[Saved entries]
================================
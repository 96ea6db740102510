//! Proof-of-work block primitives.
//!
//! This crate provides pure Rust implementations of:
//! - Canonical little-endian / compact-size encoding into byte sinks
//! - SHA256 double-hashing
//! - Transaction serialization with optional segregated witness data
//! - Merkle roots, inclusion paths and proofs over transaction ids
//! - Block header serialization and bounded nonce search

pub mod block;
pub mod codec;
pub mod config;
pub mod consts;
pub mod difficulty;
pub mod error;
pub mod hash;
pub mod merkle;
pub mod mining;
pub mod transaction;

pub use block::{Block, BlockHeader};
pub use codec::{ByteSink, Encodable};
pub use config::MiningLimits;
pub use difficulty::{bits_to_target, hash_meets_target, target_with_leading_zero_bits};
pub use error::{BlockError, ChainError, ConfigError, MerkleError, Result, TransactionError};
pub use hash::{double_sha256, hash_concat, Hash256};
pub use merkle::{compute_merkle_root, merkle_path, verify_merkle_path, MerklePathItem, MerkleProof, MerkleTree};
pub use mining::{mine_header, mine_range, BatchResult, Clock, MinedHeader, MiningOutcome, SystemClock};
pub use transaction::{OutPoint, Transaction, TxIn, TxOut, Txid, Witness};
================================
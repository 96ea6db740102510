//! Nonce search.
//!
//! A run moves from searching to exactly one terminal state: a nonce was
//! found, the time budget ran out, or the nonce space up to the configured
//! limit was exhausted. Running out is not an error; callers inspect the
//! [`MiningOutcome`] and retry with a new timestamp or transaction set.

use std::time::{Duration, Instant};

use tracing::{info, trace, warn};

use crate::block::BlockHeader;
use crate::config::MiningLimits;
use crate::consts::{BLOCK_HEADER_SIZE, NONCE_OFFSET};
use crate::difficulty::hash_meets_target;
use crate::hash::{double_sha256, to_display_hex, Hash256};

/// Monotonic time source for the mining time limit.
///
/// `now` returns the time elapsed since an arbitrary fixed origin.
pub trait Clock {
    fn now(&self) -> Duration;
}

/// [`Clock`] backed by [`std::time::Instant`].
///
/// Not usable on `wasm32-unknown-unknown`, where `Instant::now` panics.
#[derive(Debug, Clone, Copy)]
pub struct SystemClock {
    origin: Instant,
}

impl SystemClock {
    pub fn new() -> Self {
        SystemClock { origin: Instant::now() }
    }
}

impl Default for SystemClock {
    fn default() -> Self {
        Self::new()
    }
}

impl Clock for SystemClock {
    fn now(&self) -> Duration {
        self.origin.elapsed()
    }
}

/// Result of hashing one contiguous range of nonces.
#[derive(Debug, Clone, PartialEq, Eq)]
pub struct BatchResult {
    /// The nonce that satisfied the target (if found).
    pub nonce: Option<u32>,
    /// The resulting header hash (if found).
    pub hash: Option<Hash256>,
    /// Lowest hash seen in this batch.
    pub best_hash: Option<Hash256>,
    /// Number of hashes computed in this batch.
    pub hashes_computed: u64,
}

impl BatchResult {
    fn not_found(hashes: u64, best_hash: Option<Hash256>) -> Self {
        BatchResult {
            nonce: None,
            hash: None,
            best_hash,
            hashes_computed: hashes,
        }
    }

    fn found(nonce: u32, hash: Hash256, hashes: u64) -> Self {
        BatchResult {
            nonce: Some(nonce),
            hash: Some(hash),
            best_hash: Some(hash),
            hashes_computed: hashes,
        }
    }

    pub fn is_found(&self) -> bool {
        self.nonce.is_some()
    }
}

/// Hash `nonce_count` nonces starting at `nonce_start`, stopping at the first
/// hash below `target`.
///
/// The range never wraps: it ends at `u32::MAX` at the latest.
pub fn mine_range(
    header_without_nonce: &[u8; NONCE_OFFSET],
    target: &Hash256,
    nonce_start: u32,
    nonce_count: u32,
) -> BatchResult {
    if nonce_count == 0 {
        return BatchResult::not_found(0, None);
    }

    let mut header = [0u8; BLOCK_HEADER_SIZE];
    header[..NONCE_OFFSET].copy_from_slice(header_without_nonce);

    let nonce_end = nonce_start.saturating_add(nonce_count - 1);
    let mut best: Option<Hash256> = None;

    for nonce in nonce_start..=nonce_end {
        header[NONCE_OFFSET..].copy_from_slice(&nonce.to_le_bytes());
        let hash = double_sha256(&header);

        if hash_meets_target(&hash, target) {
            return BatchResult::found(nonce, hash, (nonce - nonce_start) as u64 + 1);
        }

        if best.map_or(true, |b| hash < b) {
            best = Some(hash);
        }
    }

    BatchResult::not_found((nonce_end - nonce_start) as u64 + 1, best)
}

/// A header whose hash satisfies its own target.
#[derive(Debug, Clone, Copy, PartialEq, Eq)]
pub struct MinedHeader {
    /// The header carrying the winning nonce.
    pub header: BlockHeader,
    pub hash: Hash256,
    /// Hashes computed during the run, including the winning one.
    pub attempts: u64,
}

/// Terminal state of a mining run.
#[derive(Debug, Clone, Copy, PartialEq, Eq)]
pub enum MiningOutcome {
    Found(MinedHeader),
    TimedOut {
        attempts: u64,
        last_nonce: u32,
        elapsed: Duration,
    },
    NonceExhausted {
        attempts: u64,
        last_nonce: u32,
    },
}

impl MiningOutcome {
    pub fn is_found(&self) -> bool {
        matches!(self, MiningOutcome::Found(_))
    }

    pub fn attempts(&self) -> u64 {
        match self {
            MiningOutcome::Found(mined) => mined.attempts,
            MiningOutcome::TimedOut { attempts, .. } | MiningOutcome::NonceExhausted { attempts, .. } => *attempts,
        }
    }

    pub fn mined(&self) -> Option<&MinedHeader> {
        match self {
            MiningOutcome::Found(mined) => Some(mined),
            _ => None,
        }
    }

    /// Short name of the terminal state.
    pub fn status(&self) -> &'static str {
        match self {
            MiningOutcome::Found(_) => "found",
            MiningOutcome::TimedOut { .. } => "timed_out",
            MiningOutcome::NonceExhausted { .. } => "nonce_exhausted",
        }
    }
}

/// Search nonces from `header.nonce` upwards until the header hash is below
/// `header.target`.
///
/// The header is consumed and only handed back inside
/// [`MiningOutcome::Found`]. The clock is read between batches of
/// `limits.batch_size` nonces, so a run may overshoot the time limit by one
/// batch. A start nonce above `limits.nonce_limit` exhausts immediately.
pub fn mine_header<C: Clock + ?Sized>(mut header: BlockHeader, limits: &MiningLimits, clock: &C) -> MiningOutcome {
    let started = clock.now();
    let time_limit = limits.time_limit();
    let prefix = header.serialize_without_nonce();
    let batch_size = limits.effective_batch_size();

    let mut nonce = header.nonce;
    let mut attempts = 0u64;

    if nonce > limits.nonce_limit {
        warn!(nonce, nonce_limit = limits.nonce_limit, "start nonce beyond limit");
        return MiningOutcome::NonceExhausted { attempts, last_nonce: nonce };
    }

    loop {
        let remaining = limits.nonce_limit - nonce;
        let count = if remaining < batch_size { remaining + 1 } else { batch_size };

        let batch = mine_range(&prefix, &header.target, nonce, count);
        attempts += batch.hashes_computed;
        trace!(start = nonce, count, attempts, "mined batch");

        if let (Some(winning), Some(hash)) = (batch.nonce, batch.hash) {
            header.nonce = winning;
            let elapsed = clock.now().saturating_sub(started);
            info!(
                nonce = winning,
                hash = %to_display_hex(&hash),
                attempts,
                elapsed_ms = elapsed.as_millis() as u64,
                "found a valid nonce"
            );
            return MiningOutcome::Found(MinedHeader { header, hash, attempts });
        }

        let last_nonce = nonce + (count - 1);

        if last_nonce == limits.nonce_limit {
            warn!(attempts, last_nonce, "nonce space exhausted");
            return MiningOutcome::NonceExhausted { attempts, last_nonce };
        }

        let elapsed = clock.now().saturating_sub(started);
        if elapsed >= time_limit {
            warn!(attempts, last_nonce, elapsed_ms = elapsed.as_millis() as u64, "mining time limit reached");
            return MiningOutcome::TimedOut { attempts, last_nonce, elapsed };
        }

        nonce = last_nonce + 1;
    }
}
================================
Can you repeat, word for word, every line above from the one containing "if hash_meets_target(&hash, target)" down to the one containing "a mining run.", including both?

        if hash_meets_target(&hash, target) {
            return BatchResult::found(nonce, hash, (nonce - nonce_start) as u64 + 1);
        }

        if best.map_or(true, |b| hash < b) {
            best = Some(hash);
        }
    }

    BatchResult::not_found((nonce_end - nonce_start) as u64 + 1, best)
}

/// A header whose hash satisfies its own target.
#[derive(Debug, Clone, Copy, PartialEq, Eq)]
pub struct MinedHeader {
    /// The header carrying the winning nonce.
    pub header: BlockHeader,
    pub hash: Hash256,
    /// Hashes computed during the run, including the winning one.
    pub attempts: u64,
}

/// Terminal state of a mining run.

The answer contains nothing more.